Assume $(F,+,\cdot)$ is an arbitrary field. How to prove $(F,+)$ and $(F\setminus \{0\},\cdot)$ aren't isomorphic?

Thanks in advance.

  • $\begingroup$ @rschwieb:yeah as a group isomorphism $\endgroup$
    – M.H
    Dec 5 '13 at 21:39
  • $\begingroup$ And you want to prove this for every field or you just want a counterexample? $\endgroup$
    – rschwieb
    Dec 5 '13 at 21:39
  • $\begingroup$ i want prove for all field (arbitrary fields ) $\endgroup$
    – M.H
    Dec 5 '13 at 21:41
  • 2
    $\begingroup$ Consider elements of finite order. $\endgroup$
    – Cantlog
    Dec 5 '13 at 21:48
  • $\begingroup$ I think you can say something like that. For every field $(k,+)$ is divisible so is injective. This means that it can be true only for algebraic closed fields. If field has characteristic $0$ then its not true because $(k,+)$ dont have elements of finite order. I dont know what to do with infinite algebraic closed fields of finite characteristic. $\endgroup$
    – user52045
    Dec 5 '13 at 21:51

If $\operatorname{char}(F) \neq 2$ then $(-1)$ has order $2$ in $(F^{\times},\cdot)$, but there is no element of order $2$ in $(F,+)$.

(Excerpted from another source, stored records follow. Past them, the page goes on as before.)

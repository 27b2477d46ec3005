//! Pointer events to drag/pinch gestures.
//!
//! Mouse buttons and touch fingers both arrive as [`PointerEvent`]s keyed by a
//! [`PointerId`]. One pointer drags; a second pointer turns the sequence into a
//! pinch for as long as both stay down. Once a pinch ends, the remaining
//! pointers are ignored until every pointer has been released.

use serde::{Deserialize, Serialize};
use tracing::trace;

use crate::geometry::Vector;

/// Finger distances below this are treated as this, so a pinch that starts
/// with both fingers on the same spot cannot divide by zero.
const MIN_PINCH_DISTANCE: f32 = 1.0;

#[derive(Debug, Clone, Copy, PartialEq, Eq, Hash, Serialize, Deserialize)]
pub struct PointerId(pub u64);

#[derive(Debug, Clone, Copy, PartialEq, Eq, Serialize, Deserialize)]
pub enum PointerPhase {
    Down,
    Move,
    Up,
    Cancel,
}

#[derive(Debug, Clone, Copy, PartialEq, Serialize, Deserialize)]
pub struct PointerEvent {
    pub id: PointerId,
    pub phase: PointerPhase,
    /// Container-local position in screen pixels.
    pub position: Vector,
}

impl PointerEvent {
    pub fn new(id: PointerId, phase: PointerPhase, position: Vector) -> Self {
        Self {
            id,
            phase,
            position,
        }
    }
}

#[derive(Debug, Clone, Copy, PartialEq, Serialize, Deserialize)]
pub enum Gesture {
    /// Cumulative movement since the drag pointer went down.
    Drag { movement: Vector },
    DragEnd,
    /// `origin` is the midpoint of both pointers, `ratio` their current
    /// distance over the distance when the pinch began.
    Pinch {
        origin: Vector,
        ratio: f32,
        first: bool,
    },
    PinchEnd,
}

#[derive(Debug, Clone, Copy, PartialEq)]
enum Mode {
    Idle,
    Drag { id: PointerId, start: Vector },
    Pinch {
        ids: [PointerId; 2],
        start_distance: f32,
    },
    /// A pinch ended with pointers still down.
    Draining,
}

#[derive(Debug, Clone)]
pub struct GestureRecognizer {
    pointers: Vec<(PointerId, Vector)>,
    mode: Mode,
}

impl Default for GestureRecognizer {
    fn default() -> Self {
        Self::new()
    }
}

impl GestureRecognizer {
    pub fn new() -> Self {
        Self {
            pointers: Vec::with_capacity(2),
            mode: Mode::Idle,
        }
    }

    pub fn is_active(&self) -> bool {
        !matches!(self.mode, Mode::Idle)
    }

    pub fn is_pinching(&self) -> bool {
        matches!(self.mode, Mode::Pinch { .. })
    }

    /// Forget every pointer, e.g. when the window loses focus.
    pub fn reset(&mut self) {
        self.pointers.clear();
        self.mode = Mode::Idle;
    }

    pub fn handle(&mut self, event: PointerEvent) -> Option<Gesture> {
        let gesture = match event.phase {
            PointerPhase::Down => self.pointer_down(event.id, event.position),
            PointerPhase::Move => self.pointer_move(event.id, event.position),
            PointerPhase::Up | PointerPhase::Cancel => self.pointer_up(event.id),
        };
        if let Some(gesture) = &gesture {
            trace!(?gesture, "recognized gesture");
        }
        gesture
    }

    fn position(&self, id: PointerId) -> Option<Vector> {
        self.pointers
            .iter()
            .find(|(pointer, _)| *pointer == id)
            .map(|(_, position)| *position)
    }

    fn pointer_down(&mut self, id: PointerId, position: Vector) -> Option<Gesture> {
        if self.position(id).is_some() {
            return None;
        }
        self.pointers.push((id, position));

        match self.mode {
            Mode::Idle => {
                self.mode = Mode::Drag {
                    id,
                    start: position,
                };
                Some(Gesture::Drag {
                    movement: Vector::ZERO,
                })
            }
            Mode::Drag { id: first, .. } => {
                let first_position = self.position(first)?;
                self.mode = Mode::Pinch {
                    ids: [first, id],
                    start_distance: first_position.distance(position).max(MIN_PINCH_DISTANCE),
                };
                Some(Gesture::Pinch {
                    origin: first_position.midpoint(position),
                    ratio: 1.0,
                    first: true,
                })
            }
            Mode::Pinch { .. } | Mode::Draining => None,
        }
    }

    fn pointer_move(&mut self, id: PointerId, position: Vector) -> Option<Gesture> {
        let slot = self.pointers.iter_mut().find(|(pointer, _)| *pointer == id)?;
        slot.1 = position;

        match self.mode {
            Mode::Drag { id: dragging, start } if dragging == id => Some(Gesture::Drag {
                movement: position - start,
            }),
            Mode::Pinch {
                ids: [a, b],
                start_distance,
            } if id == a || id == b => {
                let (a, b) = (self.position(a)?, self.position(b)?);
                let distance = a.distance(b).max(MIN_PINCH_DISTANCE);
                Some(Gesture::Pinch {
                    origin: a.midpoint(b),
                    ratio: distance / start_distance,
                    first: false,
                })
            }
            _ => None,
        }
    }

    fn pointer_up(&mut self, id: PointerId) -> Option<Gesture> {
        let before = self.pointers.len();
        self.pointers.retain(|(pointer, _)| *pointer != id);
        if self.pointers.len() == before {
            return None;
        }

        let (next, gesture) = match self.mode {
            Mode::Drag { id: dragging, .. } if dragging == id => (Mode::Idle, Some(Gesture::DragEnd)),
            Mode::Pinch { ids: [a, b], .. } if id == a || id == b => {
                (Mode::Draining, Some(Gesture::PinchEnd))
            }
            mode => (mode, None),
        };
        self.mode = if self.pointers.is_empty() {
            Mode::Idle
        } else {
            next
        };
        gesture
    }
}

#[cfg(test)]
mod tests {
    use super::*;
    use pretty_assertions::assert_eq;

    const MOUSE: PointerId = PointerId(0);
    const FINGER_A: PointerId = PointerId(1);
    const FINGER_B: PointerId = PointerId(2);

    fn down(id: PointerId, x: f32, y: f32) -> PointerEvent {
        PointerEvent::new(id, PointerPhase::Down, Vector::new(x, y))
    }

    fn moved(id: PointerId, x: f32, y: f32) -> PointerEvent {
        PointerEvent::new(id, PointerPhase::Move, Vector::new(x, y))
    }

    fn up(id: PointerId) -> PointerEvent {
        PointerEvent::new(id, PointerPhase::Up, Vector::ZERO)
    }

    #[test]
    fn single_pointer_drags() {
        let mut recognizer = GestureRecognizer::new();
        assert_eq!(
            recognizer.handle(down(MOUSE, 10.0, 10.0)),
            Some(Gesture::Drag {
                movement: Vector::ZERO
            })
        );
        assert_eq!(
            recognizer.handle(moved(MOUSE, 25.0, 5.0)),
            Some(Gesture::Drag {
                movement: Vector::new(15.0, -5.0)
            })
        );
        assert_eq!(recognizer.handle(up(MOUSE)), Some(Gesture::DragEnd));
        assert!(!recognizer.is_active());
    }

    #[test]
    fn hover_without_press_is_ignored() {
        let mut recognizer = GestureRecognizer::new();
        assert_eq!(recognizer.handle(moved(MOUSE, 1.0, 1.0)), None);
        assert_eq!(recognizer.handle(up(MOUSE)), None);
    }

    #[test]
    fn second_pointer_starts_pinch() {
        let mut recognizer = GestureRecognizer::new();
        recognizer.handle(down(FINGER_A, 0.0, 0.0));
        assert_eq!(
            recognizer.handle(down(FINGER_B, 100.0, 0.0)),
            Some(Gesture::Pinch {
                origin: Vector::new(50.0, 0.0),
                ratio: 1.0,
                first: true
            })
        );
        assert!(recognizer.is_pinching());

        assert_eq!(
            recognizer.handle(moved(FINGER_B, 200.0, 0.0)),
            Some(Gesture::Pinch {
                origin: Vector::new(100.0, 0.0),
                ratio: 2.0,
                first: false
            })
        );
    }

    #[test]
    fn pinch_end_drains_remaining_pointer() {
        let mut recognizer = GestureRecognizer::new();
        recognizer.handle(down(FINGER_A, 0.0, 0.0));
        recognizer.handle(down(FINGER_B, 100.0, 0.0));
        assert_eq!(recognizer.handle(up(FINGER_A)), Some(Gesture::PinchEnd));

        // The finger left behind does not resume dragging.
        assert_eq!(recognizer.handle(moved(FINGER_B, 150.0, 0.0)), None);
        assert!(recognizer.is_active());
        assert_eq!(recognizer.handle(up(FINGER_B)), None);
        assert!(!recognizer.is_active());

        assert_eq!(
            recognizer.handle(down(FINGER_A, 5.0, 5.0)),
            Some(Gesture::Drag {
                movement: Vector::ZERO
            })
        );
    }

    #[test]
    fn third_pointer_is_ignored() {
        let mut recognizer = GestureRecognizer::new();
        recognizer.handle(down(FINGER_A, 0.0, 0.0));
        recognizer.handle(down(FINGER_B, 10.0, 0.0));
        assert_eq!(recognizer.handle(down(PointerId(3), 50.0, 50.0)), None);
        assert_eq!(recognizer.handle(moved(PointerId(3), 60.0, 50.0)), None);
        assert_eq!(recognizer.handle(up(PointerId(3))), None);
        assert!(recognizer.is_pinching());
    }

    #[test]
    fn coincident_fingers_do_not_divide_by_zero() {
        let mut recognizer = GestureRecognizer::new();
        recognizer.handle(down(FINGER_A, 10.0, 10.0));
        recognizer.handle(down(FINGER_B, 10.0, 10.0));
        let Some(Gesture::Pinch { ratio, .. }) = recognizer.handle(moved(FINGER_B, 14.0, 10.0))
        else {
            panic!("expected a pinch update");
        };
        assert_eq!(ratio, 4.0);
    }
}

If $\operatorname{char}(F)=2$ then any element has order $2$ in $(F,+)$ but no element has order $2$ in $(F^{\times}, \cdot)$ as

$$x^2=1 \Rightarrow (x-1)^2=0 \Rightarrow x-1=0$$


$\bullet$ if $k$ has not characteristic $2$, then if $f$ is an isomorphism from $(k^*,.)$ to $(k,+)$ we have: $0=f(1)=f((-1)^2)=2 f(-1)$ , then $f(-1)=0$ and $f(1)=f(-1)$, that is not possible since $f$ is injective.

$\bullet$ if $k$ has characteristic $2$, let $x \in k^*$; then $f(x^2)=2f(x)=0=f(1)$ that gives $x^2=1$ and then $x=1$. But $f$ is an isomorphism from $k \backslash\{0\}$ to $k$ gives $k$ is an infinite set.